▶ [SOURCE MATERIAL]
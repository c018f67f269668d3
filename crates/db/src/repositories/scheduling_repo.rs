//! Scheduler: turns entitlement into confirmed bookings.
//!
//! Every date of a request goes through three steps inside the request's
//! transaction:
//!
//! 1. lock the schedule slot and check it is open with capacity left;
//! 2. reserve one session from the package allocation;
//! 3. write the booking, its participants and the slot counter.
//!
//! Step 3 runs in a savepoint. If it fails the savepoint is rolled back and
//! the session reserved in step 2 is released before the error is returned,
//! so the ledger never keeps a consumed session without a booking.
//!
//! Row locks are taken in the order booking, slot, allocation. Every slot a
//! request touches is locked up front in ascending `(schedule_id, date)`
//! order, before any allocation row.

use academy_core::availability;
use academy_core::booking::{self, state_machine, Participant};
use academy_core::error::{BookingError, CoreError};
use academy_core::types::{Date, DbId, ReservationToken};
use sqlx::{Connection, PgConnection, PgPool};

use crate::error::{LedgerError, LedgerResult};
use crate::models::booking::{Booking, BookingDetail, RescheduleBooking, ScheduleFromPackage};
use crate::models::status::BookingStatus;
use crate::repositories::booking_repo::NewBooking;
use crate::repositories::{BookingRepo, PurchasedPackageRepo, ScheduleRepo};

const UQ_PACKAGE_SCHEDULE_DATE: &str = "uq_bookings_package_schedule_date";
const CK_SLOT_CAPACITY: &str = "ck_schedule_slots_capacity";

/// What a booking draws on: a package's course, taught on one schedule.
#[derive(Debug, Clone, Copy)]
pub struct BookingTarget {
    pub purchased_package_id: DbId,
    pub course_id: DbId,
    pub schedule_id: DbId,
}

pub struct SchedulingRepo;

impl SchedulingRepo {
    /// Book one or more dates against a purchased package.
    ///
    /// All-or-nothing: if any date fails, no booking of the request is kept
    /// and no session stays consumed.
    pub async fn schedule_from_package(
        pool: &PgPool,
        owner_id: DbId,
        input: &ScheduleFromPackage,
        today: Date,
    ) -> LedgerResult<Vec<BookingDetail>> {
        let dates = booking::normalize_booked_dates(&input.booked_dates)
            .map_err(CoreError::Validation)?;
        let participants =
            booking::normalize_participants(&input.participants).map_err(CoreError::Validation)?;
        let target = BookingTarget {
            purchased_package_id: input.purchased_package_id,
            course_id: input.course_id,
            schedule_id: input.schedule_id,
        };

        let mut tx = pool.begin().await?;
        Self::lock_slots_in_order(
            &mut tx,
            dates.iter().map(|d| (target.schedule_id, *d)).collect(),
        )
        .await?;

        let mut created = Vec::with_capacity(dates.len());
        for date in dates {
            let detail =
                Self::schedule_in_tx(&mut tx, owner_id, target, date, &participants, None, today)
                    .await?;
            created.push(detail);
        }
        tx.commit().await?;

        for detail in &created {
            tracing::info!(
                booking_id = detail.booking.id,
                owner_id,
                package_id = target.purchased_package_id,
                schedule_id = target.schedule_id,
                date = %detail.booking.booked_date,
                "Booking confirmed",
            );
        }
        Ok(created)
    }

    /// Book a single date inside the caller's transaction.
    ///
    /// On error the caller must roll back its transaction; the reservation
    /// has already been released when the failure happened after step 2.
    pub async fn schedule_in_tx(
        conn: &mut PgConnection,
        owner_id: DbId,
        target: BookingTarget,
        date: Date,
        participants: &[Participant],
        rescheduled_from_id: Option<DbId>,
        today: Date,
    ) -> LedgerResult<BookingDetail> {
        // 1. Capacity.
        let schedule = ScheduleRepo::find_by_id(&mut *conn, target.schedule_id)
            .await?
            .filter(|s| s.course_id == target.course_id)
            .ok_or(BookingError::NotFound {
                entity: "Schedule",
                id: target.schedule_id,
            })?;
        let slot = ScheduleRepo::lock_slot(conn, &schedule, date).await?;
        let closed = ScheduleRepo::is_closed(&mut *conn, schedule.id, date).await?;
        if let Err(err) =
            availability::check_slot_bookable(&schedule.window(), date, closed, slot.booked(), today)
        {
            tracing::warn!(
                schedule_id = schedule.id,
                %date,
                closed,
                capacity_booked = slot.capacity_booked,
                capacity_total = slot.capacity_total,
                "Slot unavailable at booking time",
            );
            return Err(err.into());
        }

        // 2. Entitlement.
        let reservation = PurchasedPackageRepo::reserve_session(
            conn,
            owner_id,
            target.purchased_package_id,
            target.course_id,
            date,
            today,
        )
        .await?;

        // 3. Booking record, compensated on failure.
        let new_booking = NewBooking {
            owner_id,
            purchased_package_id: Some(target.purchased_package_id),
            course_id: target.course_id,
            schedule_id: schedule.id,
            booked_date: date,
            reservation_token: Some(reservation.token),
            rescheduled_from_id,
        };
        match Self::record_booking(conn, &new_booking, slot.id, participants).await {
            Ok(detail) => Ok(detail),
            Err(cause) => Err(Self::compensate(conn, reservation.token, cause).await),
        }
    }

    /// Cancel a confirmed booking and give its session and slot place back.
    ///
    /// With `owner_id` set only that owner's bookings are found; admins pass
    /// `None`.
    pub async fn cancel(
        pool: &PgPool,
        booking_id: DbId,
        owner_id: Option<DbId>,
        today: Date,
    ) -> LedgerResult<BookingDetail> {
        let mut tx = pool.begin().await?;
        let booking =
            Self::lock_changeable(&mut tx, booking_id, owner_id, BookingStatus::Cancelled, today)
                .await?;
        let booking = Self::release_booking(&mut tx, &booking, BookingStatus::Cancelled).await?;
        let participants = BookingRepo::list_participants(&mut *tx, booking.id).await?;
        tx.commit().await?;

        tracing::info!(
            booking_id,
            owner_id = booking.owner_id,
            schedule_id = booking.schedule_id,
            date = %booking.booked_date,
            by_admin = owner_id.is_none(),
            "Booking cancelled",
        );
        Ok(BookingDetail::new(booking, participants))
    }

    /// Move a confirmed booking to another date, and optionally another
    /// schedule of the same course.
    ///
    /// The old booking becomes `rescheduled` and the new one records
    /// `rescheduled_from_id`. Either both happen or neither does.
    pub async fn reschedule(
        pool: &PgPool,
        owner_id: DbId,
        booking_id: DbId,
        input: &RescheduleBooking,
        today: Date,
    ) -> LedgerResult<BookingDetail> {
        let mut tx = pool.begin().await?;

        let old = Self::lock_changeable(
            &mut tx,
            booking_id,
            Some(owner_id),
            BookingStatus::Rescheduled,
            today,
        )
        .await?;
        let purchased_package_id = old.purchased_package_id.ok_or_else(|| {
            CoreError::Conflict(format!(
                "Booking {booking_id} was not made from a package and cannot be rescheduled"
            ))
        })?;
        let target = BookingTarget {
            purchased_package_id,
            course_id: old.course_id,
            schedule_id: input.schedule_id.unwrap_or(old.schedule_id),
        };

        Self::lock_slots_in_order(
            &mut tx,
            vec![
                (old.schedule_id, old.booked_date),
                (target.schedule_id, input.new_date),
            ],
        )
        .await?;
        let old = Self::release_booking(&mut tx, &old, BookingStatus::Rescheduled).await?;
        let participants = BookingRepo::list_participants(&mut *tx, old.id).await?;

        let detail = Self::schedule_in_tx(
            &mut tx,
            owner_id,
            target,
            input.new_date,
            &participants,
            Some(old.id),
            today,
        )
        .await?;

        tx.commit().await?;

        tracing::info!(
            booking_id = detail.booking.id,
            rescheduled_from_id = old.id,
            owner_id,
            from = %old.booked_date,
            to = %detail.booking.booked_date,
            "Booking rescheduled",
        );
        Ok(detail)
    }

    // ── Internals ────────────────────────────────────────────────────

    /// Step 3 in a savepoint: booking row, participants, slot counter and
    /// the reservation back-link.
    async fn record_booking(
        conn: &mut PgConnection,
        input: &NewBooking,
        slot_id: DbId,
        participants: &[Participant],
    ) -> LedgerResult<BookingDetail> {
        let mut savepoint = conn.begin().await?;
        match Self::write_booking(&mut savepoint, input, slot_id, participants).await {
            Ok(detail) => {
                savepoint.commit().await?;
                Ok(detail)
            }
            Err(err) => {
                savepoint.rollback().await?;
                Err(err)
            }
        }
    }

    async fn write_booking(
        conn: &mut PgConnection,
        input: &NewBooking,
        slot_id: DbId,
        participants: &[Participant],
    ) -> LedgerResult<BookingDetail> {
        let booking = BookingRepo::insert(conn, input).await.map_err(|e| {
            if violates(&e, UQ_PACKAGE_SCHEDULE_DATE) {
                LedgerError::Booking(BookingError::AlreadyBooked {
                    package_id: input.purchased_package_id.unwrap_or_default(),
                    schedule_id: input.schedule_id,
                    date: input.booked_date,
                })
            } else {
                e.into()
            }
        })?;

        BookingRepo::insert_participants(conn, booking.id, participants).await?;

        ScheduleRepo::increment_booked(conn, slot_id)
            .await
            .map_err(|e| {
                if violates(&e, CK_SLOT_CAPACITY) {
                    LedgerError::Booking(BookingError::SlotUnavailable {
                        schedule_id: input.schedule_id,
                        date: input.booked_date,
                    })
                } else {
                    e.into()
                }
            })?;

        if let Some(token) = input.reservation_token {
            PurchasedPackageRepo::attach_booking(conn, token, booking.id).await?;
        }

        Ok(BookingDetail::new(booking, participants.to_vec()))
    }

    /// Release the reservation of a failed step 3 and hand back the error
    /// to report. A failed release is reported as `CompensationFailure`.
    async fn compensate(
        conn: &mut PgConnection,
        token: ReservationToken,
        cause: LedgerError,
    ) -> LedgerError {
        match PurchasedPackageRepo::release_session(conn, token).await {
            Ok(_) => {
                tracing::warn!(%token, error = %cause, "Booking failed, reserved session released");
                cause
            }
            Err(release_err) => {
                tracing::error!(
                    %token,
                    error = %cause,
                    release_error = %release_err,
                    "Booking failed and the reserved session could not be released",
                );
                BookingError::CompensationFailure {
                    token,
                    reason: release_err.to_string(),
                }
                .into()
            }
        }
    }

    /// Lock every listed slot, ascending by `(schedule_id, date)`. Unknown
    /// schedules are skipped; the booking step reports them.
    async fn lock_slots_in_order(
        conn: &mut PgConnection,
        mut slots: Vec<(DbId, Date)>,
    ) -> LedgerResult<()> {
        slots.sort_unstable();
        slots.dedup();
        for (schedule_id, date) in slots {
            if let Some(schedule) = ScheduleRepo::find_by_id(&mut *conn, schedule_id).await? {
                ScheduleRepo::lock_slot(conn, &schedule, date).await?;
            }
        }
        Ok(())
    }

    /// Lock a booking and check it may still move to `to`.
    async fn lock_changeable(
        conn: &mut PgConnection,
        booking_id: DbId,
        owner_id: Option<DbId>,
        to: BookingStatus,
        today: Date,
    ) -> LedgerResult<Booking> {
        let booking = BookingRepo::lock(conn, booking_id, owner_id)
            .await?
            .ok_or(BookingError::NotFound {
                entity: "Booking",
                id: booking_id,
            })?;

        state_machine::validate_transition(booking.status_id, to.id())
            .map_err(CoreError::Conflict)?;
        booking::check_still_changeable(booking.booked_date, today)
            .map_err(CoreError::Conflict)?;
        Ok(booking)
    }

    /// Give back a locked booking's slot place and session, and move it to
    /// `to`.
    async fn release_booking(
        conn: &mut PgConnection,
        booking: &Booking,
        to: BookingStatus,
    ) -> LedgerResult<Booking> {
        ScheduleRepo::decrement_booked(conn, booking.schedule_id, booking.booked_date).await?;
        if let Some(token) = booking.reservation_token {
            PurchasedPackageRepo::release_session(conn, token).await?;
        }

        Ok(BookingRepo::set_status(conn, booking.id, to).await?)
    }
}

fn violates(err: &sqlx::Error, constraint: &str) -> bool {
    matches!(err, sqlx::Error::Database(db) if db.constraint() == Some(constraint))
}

▶ [PROBLEM REQUIREMENTS] Set aside each line above that includes the string "caller" and report it.

▶ [THE COMPLETED TASK]
    /// Book a single date inside the caller's transaction.
    /// On error the caller must roll back its transaction; the reservation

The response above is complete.